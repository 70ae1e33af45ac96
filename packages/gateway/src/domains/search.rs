//! Simplified query translation for the dashboard search box.

use serde_json::{json, Value};
use std::sync::Arc;

use crate::common::GatewayError;
use crate::domains::models::SearchHit;
use crate::kernel::EngineClient;

/// What the operator typed, classified.
#[derive(Debug, Clone, PartialEq, Eq)]
pub enum ParsedQuery {
    /// Blank input short-circuits to an empty result set, no engine call.
    Empty,
    /// `domain:<value>` — exact filter, newest-crawl-first ordering.
    Domain(String),
    /// Anything else — relevance-ranked full-text match.
    FreeText(String),
}

pub fn parse_query(raw: &str) -> ParsedQuery {
    let trimmed = raw.trim();
    if trimmed.is_empty() {
        return ParsedQuery::Empty;
    }
    if let Some(value) = trimmed.strip_prefix("domain:") {
        let value = value.trim();
        if value.is_empty() {
            return ParsedQuery::Empty;
        }
        return ParsedQuery::Domain(value.to_lowercase());
    }
    ParsedQuery::FreeText(trimmed.to_string())
}

/// Exact-match filter on the domain field, newest first. Recency ordering is
/// the contract here, not relevance.
fn domain_query(domain: &str, size: usize) -> Value {
    json!({
        "query": { "term": { "domain": domain } },
        "sort": [{ "timestamp": { "order": "desc" } }],
        "size": size
    })
}

/// Full-text match with fixed relative boosts: title over content over url.
/// The engine's relevance score orders the hits.
fn free_text_query(text: &str, size: usize) -> Value {
    json!({
        "query": {
            "multi_match": {
                "query": text,
                "fields": ["title^3", "content^2", "url"],
                "type": "best_fields"
            }
        },
        "sort": [{ "_score": { "order": "desc" } }],
        "size": size
    })
}

/// Translates dashboard queries into engine queries and normalizes hits.
pub struct QueryGateway {
    engine: Arc<EngineClient>,
}

impl QueryGateway {
    pub fn new(engine: Arc<EngineClient>) -> Self {
        Self { engine }
    }

    pub async fn search(&self, raw: &str, size: usize) -> Result<Vec<SearchHit>, GatewayError> {
        let body = match parse_query(raw) {
            ParsedQuery::Empty => return Ok(Vec::new()),
            ParsedQuery::Domain(domain) => domain_query(&domain, size),
            ParsedQuery::FreeText(text) => free_text_query(&text, size),
        };

        let hits = self
            .engine
            .search_pages(&body)
            .await
            .map_err(|e| GatewayError::SearchUnavailable(e.to_string()))?;

        Ok(hits
            .into_iter()
            .map(|(score, page)| SearchHit::from_page(page, score))
            .collect())
    }
}

#[cfg(test)]
mod tests {
    use super::*;

    #[test]
    fn blank_input_is_empty() {
        assert_eq!(parse_query(""), ParsedQuery::Empty);
        assert_eq!(parse_query("   "), ParsedQuery::Empty);
        assert_eq!(parse_query("domain:  "), ParsedQuery::Empty);
    }

    #[test]
    fn domain_prefix_is_exact_filter() {
        assert_eq!(
            parse_query("domain:Example.COM"),
            ParsedQuery::Domain("example.com".to_string())
        );
    }

    #[test]
    fn everything_else_is_free_text() {
        assert_eq!(
            parse_query("  rust async runtime "),
            ParsedQuery::FreeText("rust async runtime".to_string())
        );
    }

    #[test]
    fn domain_query_sorts_by_recency() {
        let body = domain_query("example.com", 20);
        assert_eq!(body["query"]["term"]["domain"], "example.com");
        assert_eq!(body["sort"][0]["timestamp"]["order"], "desc");
        assert_eq!(body["size"], 20);
    }

    #[test]
    fn free_text_query_sorts_by_score_with_title_boosted() {
        let body = free_text_query("rust", 10);
        let fields = body["query"]["multi_match"]["fields"].as_array().unwrap();
        assert_eq!(fields[0], "title^3");
        assert_eq!(fields[1], "content^2");
        assert_eq!(fields[2], "url");
        assert_eq!(body["sort"][0]["_score"]["order"], "desc");
    }
}
//! Seed-URL list shared with the crawl workers.
//!
//! The file is an out-of-band channel: workers read it at startup via
//! `--seed-urls`. Every submission replaces the whole list with the root
//! URLs implied by the batch, last-writer-wins. The write is atomic
//! (tmp + rename) so a worker never observes a half-written list.

use anyhow::{Context, Result};
use std::path::Path;

/// Replace the seed file with the root URLs for `domains`.
pub async fn sync_seed_file(path: &Path, domains: &[String]) -> Result<()> {
    let urls: Vec<String> = domains.iter().map(|d| format!("https://{d}/")).collect();
    let payload = serde_json::to_vec_pretty(&urls).context("Failed to encode seed list")?;

    let tmp = path.with_extension("json.tmp");
    tokio::fs::write(&tmp, &payload)
        .await
        .with_context(|| format!("Failed to write seed file {}", tmp.display()))?;
    tokio::fs::rename(&tmp, path)
        .await
        .with_context(|| format!("Failed to replace seed file {}", path.display()))?;

    tracing::debug!(path = %path.display(), count = urls.len(), "seed list synchronized");
    Ok(())
}

#[cfg(test)]
mod tests {
    use super::*;

    #[tokio::test]
    async fn writes_root_urls_and_replaces_previous_content() {
        let dir = tempfile::tempdir().unwrap();
        let path = dir.path().join("seed_urls.json");

        sync_seed_file(&path, &["a.com".to_string(), "b.org".to_string()])
            .await
            .unwrap();
        let first: Vec<String> =
            serde_json::from_slice(&tokio::fs::read(&path).await.unwrap()).unwrap();
        assert_eq!(first, vec!["https://a.com/", "https://b.org/"]);

        sync_seed_file(&path, &["c.net".to_string()]).await.unwrap();
        let second: Vec<String> =
            serde_json::from_slice(&tokio::fs::read(&path).await.unwrap()).unwrap();
        assert_eq!(second, vec!["https://c.net/"]);
    }
}
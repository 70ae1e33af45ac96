// Main entry point for the crawl control-plane gateway

use std::sync::Arc;

use anyhow::{Context, Result};
use gateway_core::server::{build_app, AxumAppState};
use gateway_core::{kernel::EngineClient, Config};
use tracing_subscriber::{layer::SubscriberExt, util::SubscriberInitExt};

#[tokio::main]
async fn main() -> Result<()> {
    // Initialize logging
    tracing_subscriber::registry()
        .with(
            tracing_subscriber::EnvFilter::try_from_default_env()
                .unwrap_or_else(|_| "info,gateway_core=debug".into()),
        )
        .with(tracing_subscriber::fmt::layer())
        .init();

    tracing::info!("Starting crawl control-plane gateway");

    // Load configuration
    let config = Config::from_env().context("Failed to load configuration")?;
    tracing::info!(engine = %config.elasticsearch_url, "Configuration loaded");

    // Connect to the search engine and provision schemas. A gateway that
    // cannot schema-check its store must not accept traffic.
    let engine = Arc::new(
        EngineClient::new(&config.elasticsearch_url, config.engine_timeout)
            .context("Failed to create engine client")?,
    );
    engine
        .ensure_schemas()
        .await
        .context("Failed to provision search indices")?;
    tracing::info!("Search indices ready");

    // Build application
    let state = AxumAppState::from_config(&config, engine);
    let app = build_app(state);

    // Start server
    let addr = format!("0.0.0.0:{}", config.port);
    tracing::info!("Starting server on {}", addr);

    let listener = tokio::net::TcpListener::bind(&addr)
        .await
        .context("Failed to bind to address")?;

    axum::serve(listener, app).await.context("Server error")?;

    Ok(())
}
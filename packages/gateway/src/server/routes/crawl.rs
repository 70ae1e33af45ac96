use axum::extract::{Extension, Path};
use axum::Json;
use serde::{Deserialize, Serialize};

use crate::common::GatewayError;
use crate::domains::models::DomainStatusRow;
use crate::server::app::AxumAppState;

#[derive(Deserialize)]
pub struct SubmitDomainsRequest {
    pub domains: Vec<String>,
}

#[derive(Serialize)]
pub struct SubmitDomainsResponse {
    pub message: String,
    pub domains: Vec<String>,
}

#[derive(Serialize)]
pub struct MessageResponse {
    pub message: String,
}

/// POST /api/crawl/domains — track a batch of domains and ensure each has a
/// running worker. Resubmission of a tracked domain is accepted and only
/// restarts its worker if needed.
pub async fn submit_domains_handler(
    Extension(state): Extension<AxumAppState>,
    Json(request): Json<SubmitDomainsRequest>,
) -> Result<Json<SubmitDomainsResponse>, GatewayError> {
    let domains = state.registry.submit(&request.domains).await?;
    Ok(Json(SubmitDomainsResponse {
        message: format!("Crawling started for {} domain(s)", domains.len()),
        domains,
    }))
}

/// GET /api/crawl/domains/status — persisted records joined with liveness.
pub async fn domain_statuses_handler(
    Extension(state): Extension<AxumAppState>,
) -> Result<Json<Vec<DomainStatusRow>>, GatewayError> {
    let rows = state.registry.list_statuses().await?;
    Ok(Json(rows))
}

/// POST /api/crawl/domains/{domain}/stop — 404 when no worker is live.
pub async fn stop_domain_handler(
    Extension(state): Extension<AxumAppState>,
    Path(domain): Path<String>,
) -> Result<Json<MessageResponse>, GatewayError> {
    state.supervisor.stop(&domain)?;
    Ok(Json(MessageResponse {
        message: format!("Crawler for '{domain}' stopped"),
    }))
}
──────────
WHAT IS NEEDED -> Output nothing but the number of lines in the data containing the string "ordering".

ANSWER TO THIS EXERCISE -> 2